Some of my favorites from the book:

"Consciousness brings with it a gnawing sense of exile from the world of simple certainties."

"There seems to be something fundamental about using money as the stand-in for worth that causes us to abandon common sense."

"Sound encodes the rich symbolic power of language and hte emotional truths of music; it duplicates through tone of voice many of the clues to character and mood that we attempt to read from facial expression. This may be why becoming deaf seems more a banishment from life than blindness."

"When the illusion is broken and we see the truth, the world loses a little meaning for us. We laugh as the tension loosens, but deep down we are slightly disappointed."
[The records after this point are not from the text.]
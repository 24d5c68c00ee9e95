//! Layered configuration for collection runs
//!
//! Sources, lowest priority first:
//! - Built-in defaults
//! - ~/.config/orgstats/config.toml
//! - ./orgstats.toml, or the file given with `--config`
//! - Environment variables (`MAX_CONCURRENCY`, `ORGSTATS_API_URL`)
//! - Command-line flags (applied by the CLI)

use crate::github::DEFAULT_API_URL;
use crate::mirror::{FallbackBranch, DEFAULT_MAX_CONCURRENCY};
use crate::state::DEFAULT_STATE_FILE;
use anyhow::{Context, Result};
use serde::{Deserialize, Serialize};
use std::path::{Path, PathBuf};
use tracing::{debug, warn};

/// Project config file looked up in the working directory
pub const PROJECT_CONFIG_FILE: &str = "orgstats.toml";

#[derive(Debug, Default, Clone, PartialEq, Deserialize, Serialize)]
#[serde(deny_unknown_fields)]
pub struct PipelineConfig {
    /// REST API base URL
    pub api_url: Option<String>,
    /// Host used in clone URLs
    pub git_host: Option<String>,
    /// Mirrors live at `<mirror_root>/<org>/<repo>`
    pub mirror_root: Option<PathBuf>,
    /// Simultaneous clone/fetch operations
    pub max_concurrency: Option<usize>,
    pub page_size: Option<u32>,
    pub http_timeout_secs: Option<u64>,
    pub http_retries: Option<u32>,
    /// Per git/cloc invocation; 0 disables the limit
    pub process_timeout_secs: Option<u64>,
    pub git_program: Option<String>,
    pub line_counter_program: Option<String>,
    pub fallback_branch: Option<FallbackBranch>,
    /// State file
    pub output: Option<PathBuf>,
}

impl PipelineConfig {
    /// Load config from files and the environment.
    ///
    /// An unreadable user config is skipped with a warning. A project config
    /// that fails to parse is an error, as is a missing `explicit` path.
    pub fn load(explicit: Option<&Path>) -> Result<Self> {
        let mut config = PipelineConfig::default();

        if let Some(path) = Self::user_config_path().filter(|p| p.exists()) {
            match Self::from_file(&path) {
                Ok(user) => config.merge(user),
                Err(e) => warn!("Ignoring user config {}: {:#}", path.display(), e),
            }
        }

        let project = match explicit {
            Some(path) => Some(path.to_path_buf()),
            None => Some(PathBuf::from(PROJECT_CONFIG_FILE)).filter(|p| p.exists()),
        };
        if let Some(path) = project {
            config.merge(Self::from_file(&path)?);
            debug!("Loaded config from {}", path.display());
        }

        config.apply_env(|key| std::env::var(key).ok());
        Ok(config)
    }

    pub fn from_file(path: &Path) -> Result<Self> {
        let content = std::fs::read_to_string(path)
            .with_context(|| format!("Failed to read config {}", path.display()))?;
        Self::from_toml_str(&content)
            .with_context(|| format!("Failed to parse config {}", path.display()))
    }

    pub fn from_toml_str(content: &str) -> Result<Self> {
        Ok(toml::from_str(content)?)
    }

    /// Get the user config file path
    pub fn user_config_path() -> Option<PathBuf> {
        dirs::config_dir().map(|p| p.join("orgstats").join("config.toml"))
    }

    /// Merge another config into this one (other takes priority)
    pub fn merge(&mut self, other: PipelineConfig) {
        macro_rules! take {
            ($($field:ident),*) => {
                $(if other.$field.is_some() {
                    self.$field = other.$field;
                })*
            };
        }
        take!(
            api_url,
            git_host,
            mirror_root,
            max_concurrency,
            page_size,
            http_timeout_secs,
            http_retries,
            process_timeout_secs,
            git_program,
            line_counter_program,
            fallback_branch,
            output
        );
    }

    /// Apply environment overrides; unparsable values are ignored with a warning
    pub fn apply_env(&mut self, lookup: impl Fn(&str) -> Option<String>) {
        if let Some(raw) = lookup("MAX_CONCURRENCY") {
            match raw.trim().parse::<usize>() {
                Ok(n) if n > 0 => self.max_concurrency = Some(n),
                _ => warn!("Ignoring MAX_CONCURRENCY={:?}: expected a positive integer", raw),
            }
        }
        if let Some(url) = lookup("ORGSTATS_API_URL").filter(|u| !u.trim().is_empty()) {
            self.api_url = Some(url);
        }
    }

    pub fn api_url(&self) -> &str {
        self.api_url.as_deref().unwrap_or(DEFAULT_API_URL)
    }

    pub fn git_host(&self) -> &str {
        self.git_host.as_deref().unwrap_or("github.com")
    }

    pub fn mirror_root(&self) -> PathBuf {
        self.mirror_root.clone().unwrap_or_else(|| PathBuf::from("."))
    }

    pub fn max_concurrency(&self) -> usize {
        self.max_concurrency
            .filter(|n| *n > 0)
            .unwrap_or(DEFAULT_MAX_CONCURRENCY)
    }

    pub fn page_size(&self) -> u32 {
        self.page_size.unwrap_or(100).clamp(1, 100)
    }

    pub fn http_timeout_secs(&self) -> u64 {
        self.http_timeout_secs.unwrap_or(30)
    }

    pub fn http_retries(&self) -> u32 {
        self.http_retries.unwrap_or(3)
    }

    pub fn process_timeout_secs(&self) -> u64 {
        self.process_timeout_secs.unwrap_or(1800)
    }

    pub fn git_program(&self) -> &str {
        self.git_program.as_deref().unwrap_or("git")
    }

    pub fn line_counter_program(&self) -> &str {
        self.line_counter_program.as_deref().unwrap_or("cloc")
    }

    pub fn fallback_branch(&self) -> FallbackBranch {
        self.fallback_branch.unwrap_or_default()
    }

    pub fn output(&self) -> PathBuf {
        self.output
            .clone()
            .unwrap_or_else(|| PathBuf::from(DEFAULT_STATE_FILE))
    }

    /// Write an example project config into `dir`; an existing file is kept
    pub fn init_project_config(dir: &Path) -> Result<(PathBuf, bool)> {
        let path = dir.join(PROJECT_CONFIG_FILE);
        if path.exists() {
            return Ok((path, false));
        }
        std::fs::write(&path, EXAMPLE_CONFIG)
            .with_context(|| format!("Failed to write {}", path.display()))?;
        Ok((path, true))
    }
}

const EXAMPLE_CONFIG: &str = r#"# orgstats configuration
# Values here override ~/.config/orgstats/config.toml and are overridden by
# environment variables and command-line flags.

# REST API base URL (GitHub Enterprise: https://HOST/api/v3)
# api_url = "https://api.github.com"

# Host used in clone URLs
# git_host = "github.com"

# Mirrors are kept at <mirror_root>/<org>/<repo>
# mirror_root = "."

# Simultaneous clone/fetch operations (env: MAX_CONCURRENCY)
# max_concurrency = 20

# Repositories per listing page (max 100)
# page_size = 100

# http_timeout_secs = 30
# http_retries = 3

# Limit for each git/cloc invocation, 0 for none
# process_timeout_secs = 1800

# git_program = "git"
# line_counter_program = "cloc"

# Branch picked when neither main nor master exists:
# "listing-order" (first listed) or "most-recent" (newest commit)
# fallback_branch = "listing-order"

# State file
# output = "repo_stats.json"
"#;

#[cfg(test)]
mod tests {
    use super::*;
    use std::collections::HashMap;
    use tempfile::TempDir;

    #[test]
    fn test_defaults() {
        let config = PipelineConfig::default();
        assert_eq!(config.api_url(), "https://api.github.com");
        assert_eq!(config.git_host(), "github.com");
        assert_eq!(config.max_concurrency(), 20);
        assert_eq!(config.page_size(), 100);
        assert_eq!(config.http_timeout_secs(), 30);
        assert_eq!(config.http_retries(), 3);
        assert_eq!(config.process_timeout_secs(), 1800);
        assert_eq!(config.line_counter_program(), "cloc");
        assert_eq!(config.fallback_branch(), FallbackBranch::ListingOrder);
        assert_eq!(config.output(), PathBuf::from("repo_stats.json"));
    }

    #[test]
    fn test_toml_parsing() {
        let config = PipelineConfig::from_toml_str(
            r#"
            max_concurrency = 4
            fallback_branch = "most-recent"
            mirror_root = "/srv/mirrors"
            "#,
        )
        .unwrap();
        assert_eq!(config.max_concurrency(), 4);
        assert_eq!(config.fallback_branch(), FallbackBranch::MostRecent);
        assert_eq!(config.mirror_root(), PathBuf::from("/srv/mirrors"));
    }

    #[test]
    fn test_unknown_keys_rejected() {
        assert!(PipelineConfig::from_toml_str("max_concurency = 4").is_err());
    }

    #[test]
    fn test_merge_overrides_set_fields() {
        let mut base = PipelineConfig {
            max_concurrency: Some(5),
            git_host: Some("ghe.example.com".into()),
            ..Default::default()
        };
        base.merge(PipelineConfig {
            max_concurrency: Some(8),
            ..Default::default()
        });
        assert_eq!(base.max_concurrency, Some(8));
        assert_eq!(base.git_host.as_deref(), Some("ghe.example.com"));
    }

    #[test]
    fn test_env_overrides() {
        let env: HashMap<&str, &str> = [
            ("MAX_CONCURRENCY", "7"),
            ("ORGSTATS_API_URL", "http://localhost:9000"),
        ]
        .into_iter()
        .collect();
        let mut config = PipelineConfig {
            max_concurrency: Some(3),
            ..Default::default()
        };
        config.apply_env(|k| env.get(k).map(|v| v.to_string()));
        assert_eq!(config.max_concurrency(), 7);
        assert_eq!(config.api_url(), "http://localhost:9000");

        let mut config = PipelineConfig::default();
        config.apply_env(|k| (k == "MAX_CONCURRENCY").then(|| "lots".to_string()));
        assert_eq!(config.max_concurrency(), 20);
    }

    #[test]
    fn test_explicit_config_file() {
        let tmp = TempDir::new().unwrap();
        let path = tmp.path().join("custom.toml");
        std::fs::write(&path, "page_size = 50\n").unwrap();
        let config = PipelineConfig::load(Some(&path)).unwrap();
        assert_eq!(config.page_size(), 50);

        assert!(PipelineConfig::load(Some(&tmp.path().join("missing.toml"))).is_err());
    }

    #[test]
    fn test_init_writes_parsable_example_once() {
        let tmp = TempDir::new().unwrap();
        let (path, created) = PipelineConfig::init_project_config(tmp.path()).unwrap();
        assert!(created);
        let parsed = PipelineConfig::from_file(&path).unwrap();
        assert_eq!(parsed, PipelineConfig::default());

        let (_, created) = PipelineConfig::init_project_config(tmp.path()).unwrap();
        assert!(!created);
    }
}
"Any image forms expectations; attention responds to novelty. We look at what has surprised us in what we see."

"In our lifelong journeys, we humans tend to navigate like coasting sailors, not transoceanic pilots: we look our for landmarks and invent rules of thumb. Our minds, so acute locally but wooly in general, try to concoct the best possible sense our of what life shows us here and now, rather than to develop a consistent picture of how everything fits together. Thus we are built to be interested in and judicious about the incidents and quirks of what we know well - that line of surf over the reef, that darkening of the upwind horizon - while our broader explanations so easily shade off into krakens and mermaids."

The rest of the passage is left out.